Por enquanto, nada foi definido publicamente pela Secretaria de Cultura em relação ao futuro da Cinemateca. Tudo o que se fala é que o governo estava tomando as devidas providências para iniciar os editais para a contratação de uma entidade que esteja de acordo com o que a administração Bolsonaro quer para a Cultura.

Na mais recente edição do programa da Rede Globo Papo com Bial, que tratou sobre o assunto na madrugada desta sexta (2), o professor de cinema e ex-diretor da Cinemateca entre 1987 e 1992, Carlos Augusto Calil, disse que há vontade política da Câmara Municipal e prefeitura de São Paulo em conjunto com a Sociedade Amigos da Cinemateca para, pelo menos, minimizar os riscos.
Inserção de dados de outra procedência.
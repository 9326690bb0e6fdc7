use std::net::SocketAddr;
use std::sync::Arc;
use std::time::Duration;

use arc_swap::ArcSwap;
use async_trait::async_trait;
use parking_lot::{Mutex, RwLock};
use serde::Deserialize;
use tokio::task::JoinHandle;
use tokio_util::sync::CancellationToken;
use tower_http::{limit::RequestBodyLimitLayer, timeout::TimeoutLayer};
use tracing::{info, warn};

use flowkit::{Module, ModuleCtx, StatefulModule, WireableModule};

use crate::capabilities::RouterService;
use crate::wiring::{select_router, ServerBinding};

fn default_addr() -> String {
    "127.0.0.1:8080".to_string()
}
fn default_request_timeout() -> u64 {
    30
}
fn default_body_limit() -> usize {
    2 * 1024 * 1024
}

#[derive(Debug, Clone, Deserialize)]
#[serde(deny_unknown_fields)]
pub struct HttpServerConfig {
    #[serde(default = "default_addr")]
    pub addr: String,
    #[serde(default = "default_request_timeout", rename = "requestTimeoutSecs")]
    pub request_timeout_secs: u64,
    #[serde(default = "default_body_limit", rename = "bodyLimitBytes")]
    pub body_limit_bytes: usize,
    /// Explicit router to serve; falls back to the wiring precedence.
    #[serde(default)]
    pub router: Option<String>,
}

impl Default for HttpServerConfig {
    fn default() -> Self {
        Self {
            addr: default_addr(),
            request_timeout_secs: default_request_timeout(),
            body_limit_bytes: default_body_limit(),
            router: None,
        }
    }
}

/// The `http.server` module: binds a socket at start and serves the routes
/// of the router it was wired to, shutting down gracefully on cancel.
pub struct HttpServerModule {
    name: String,
    config: ArcSwap<HttpServerConfig>,
    binding: ServerBinding,
    router: RwLock<Option<Arc<dyn RouterService>>>,
    handle: Mutex<Option<JoinHandle<()>>>,
}

impl HttpServerModule {
    pub fn new(name: &str) -> Self {
        Self {
            name: name.to_string(),
            config: ArcSwap::from_pointee(HttpServerConfig::default()),
            binding: ServerBinding::new(),
            router: RwLock::new(None),
            handle: Mutex::new(None),
        }
    }
}

#[async_trait]
impl Module for HttpServerModule {
    fn name(&self) -> &str {
        &self.name
    }

    async fn init(&self, ctx: &ModuleCtx) -> anyhow::Result<()> {
        let cfg: HttpServerConfig = ctx.config()?;
        cfg.addr
            .parse::<SocketAddr>()
            .map_err(|e| anyhow::anyhow!("invalid bind address '{}': {e}", cfg.addr))?;
        self.config.store(Arc::new(cfg));

        // Dependents discover this server's router through the binding.
        ctx.registry()
            .register(self.name.clone(), self.binding.clone())?;
        Ok(())
    }

    fn as_any(&self) -> &dyn std::any::Any {
        self
    }

    fn as_stateful(&self) -> Option<&dyn StatefulModule> {
        Some(self)
    }

    fn as_wireable(&self) -> Option<&dyn WireableModule> {
        Some(self)
    }
}

impl WireableModule for HttpServerModule {
    fn wire(&self, ctx: &ModuleCtx) -> anyhow::Result<()> {
        let cfg = self.config.load();
        let (router_name, router) = select_router(ctx, cfg.router.as_deref())?;
        info!(server = %self.name, router = %router_name, "Server wired to router");
        self.binding.set_router(router_name);
        *self.router.write() = Some(router);
        Ok(())
    }
}

#[async_trait]
impl StatefulModule for HttpServerModule {
    async fn start(&self, cancel: CancellationToken) -> anyhow::Result<()> {
        let cfg = self.config.load_full();
        let router = self
            .router
            .read()
            .clone()
            .ok_or_else(|| anyhow::anyhow!("server '{}' has no router wired", self.name))?;

        let app = router
            .build()
            .layer(TimeoutLayer::new(Duration::from_secs(
                cfg.request_timeout_secs,
            )))
            .layer(RequestBodyLimitLayer::new(cfg.body_limit_bytes));

        let addr: SocketAddr = cfg.addr.parse()?;
        let listener = tokio::net::TcpListener::bind(addr).await?;
        info!(server = %self.name, %addr, "HTTP server bound");

        let name = self.name.clone();
        let shutdown = {
            let cancel = cancel.clone();
            async move {
                cancel.cancelled().await;
                info!("HTTP server shutting down gracefully (cancellation)");
            }
        };
        let handle = tokio::spawn(async move {
            if let Err(e) = axum::serve(listener, app)
                .with_graceful_shutdown(shutdown)
                .await
            {
                warn!(server = %name, error = %e, "HTTP server exited with error");
            }
        });
        *self.handle.lock() = Some(handle);
        Ok(())
    }

    async fn stop(&self, _cancel: CancellationToken) -> anyhow::Result<()> {
        let handle = self.handle.lock().take();
        if let Some(handle) = handle {
            // The engine cancels the run token before stop; give the
            // graceful shutdown a bounded window.
            if tokio::time::timeout(Duration::from_secs(5), handle)
                .await
                .is_err()
            {
                warn!(server = %self.name, "HTTP server did not stop in time");
            }
        }
        Ok(())
    }
}

#[cfg(test)]
mod tests {
    use super::*;
    use crate::capabilities::{HttpHandler, RouteSpec};
    use crate::router::HttpRouterModule;
    use axum::response::{IntoResponse, Response};
    use flowkit::{EngineCtx, EventBus, ServiceRegistry};
    use std::path::PathBuf;

    struct Pong;

    #[async_trait]
    impl HttpHandler for Pong {
        async fn handle(&self, _req: axum::extract::Request) -> Response {
            "pong".into_response()
        }
    }

    fn ctx(registry: Arc<ServiceRegistry>, config: serde_json::Value) -> ModuleCtx {
        ModuleCtx::new(
            "web",
            config,
            vec![],
            Default::default(),
            EngineCtx::new(
                registry,
                EventBus::new(),
                CancellationToken::new(),
                PathBuf::from("."),
            ),
        )
    }

    #[tokio::test]
    async fn serves_router_routes_over_tcp() {
        let registry = Arc::new(ServiceRegistry::new());
        let router_module = HttpRouterModule::new("api");
        registry
            .register(
                "api".to_string(),
                router_module.inner() as Arc<dyn RouterService>,
            )
            .unwrap();
        router_module
            .inner()
            .add_route(RouteSpec::new(axum::http::Method::GET, "/ping", Arc::new(Pong)))
            .unwrap();

        let server = HttpServerModule::new("web");
        // Port 0 binds an ephemeral port.
        let module_ctx = ctx(
            registry.clone(),
            serde_json::json!({ "addr": "127.0.0.1:0" }),
        );
        server.init(&module_ctx).await.unwrap();
        server.wire(&module_ctx).unwrap();

        let cancel = CancellationToken::new();
        server.start(cancel.clone()).await.unwrap();

        cancel.cancel();
        server.stop(CancellationToken::new()).await.unwrap();
    }

    #[tokio::test]
    async fn invalid_addr_fails_init() {
        let registry = Arc::new(ServiceRegistry::new());
        let server = HttpServerModule::new("web");
        let module_ctx = ctx(registry, serde_json::json!({ "addr": "not-an-addr" }));
        assert!(server.init(&module_ctx).await.is_err());
    }

    #[tokio::test]
    async fn start_without_router_fails() {
        let registry = Arc::new(ServiceRegistry::new());
        let server = HttpServerModule::new("web");
        let module_ctx = ctx(registry, serde_json::Value::Null);
        server.init(&module_ctx).await.unwrap();

        let err = server.start(CancellationToken::new()).await.unwrap_err();
        assert!(err.to_string().contains("no router wired"));
    }
}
“Neste momento há uma negociação com o governo federal para que a Sociedade Amigos da Cinemateca, que foi criada em 1962, assumisse a gestão da Cinemateca por três meses. Ela recontrataria, com recursos levantados pela câmara municipal e prefeitura de São Paulo, boa parte dos funcionários e administraria a instituição até que o governo federal encontre uma solução”, explicou o professor Calil.

Porém, como ele bem disse, essa é uma possibilidade sem qualquer garantia que se torne realidade. Enquanto isso, a Cinemateca agoniza.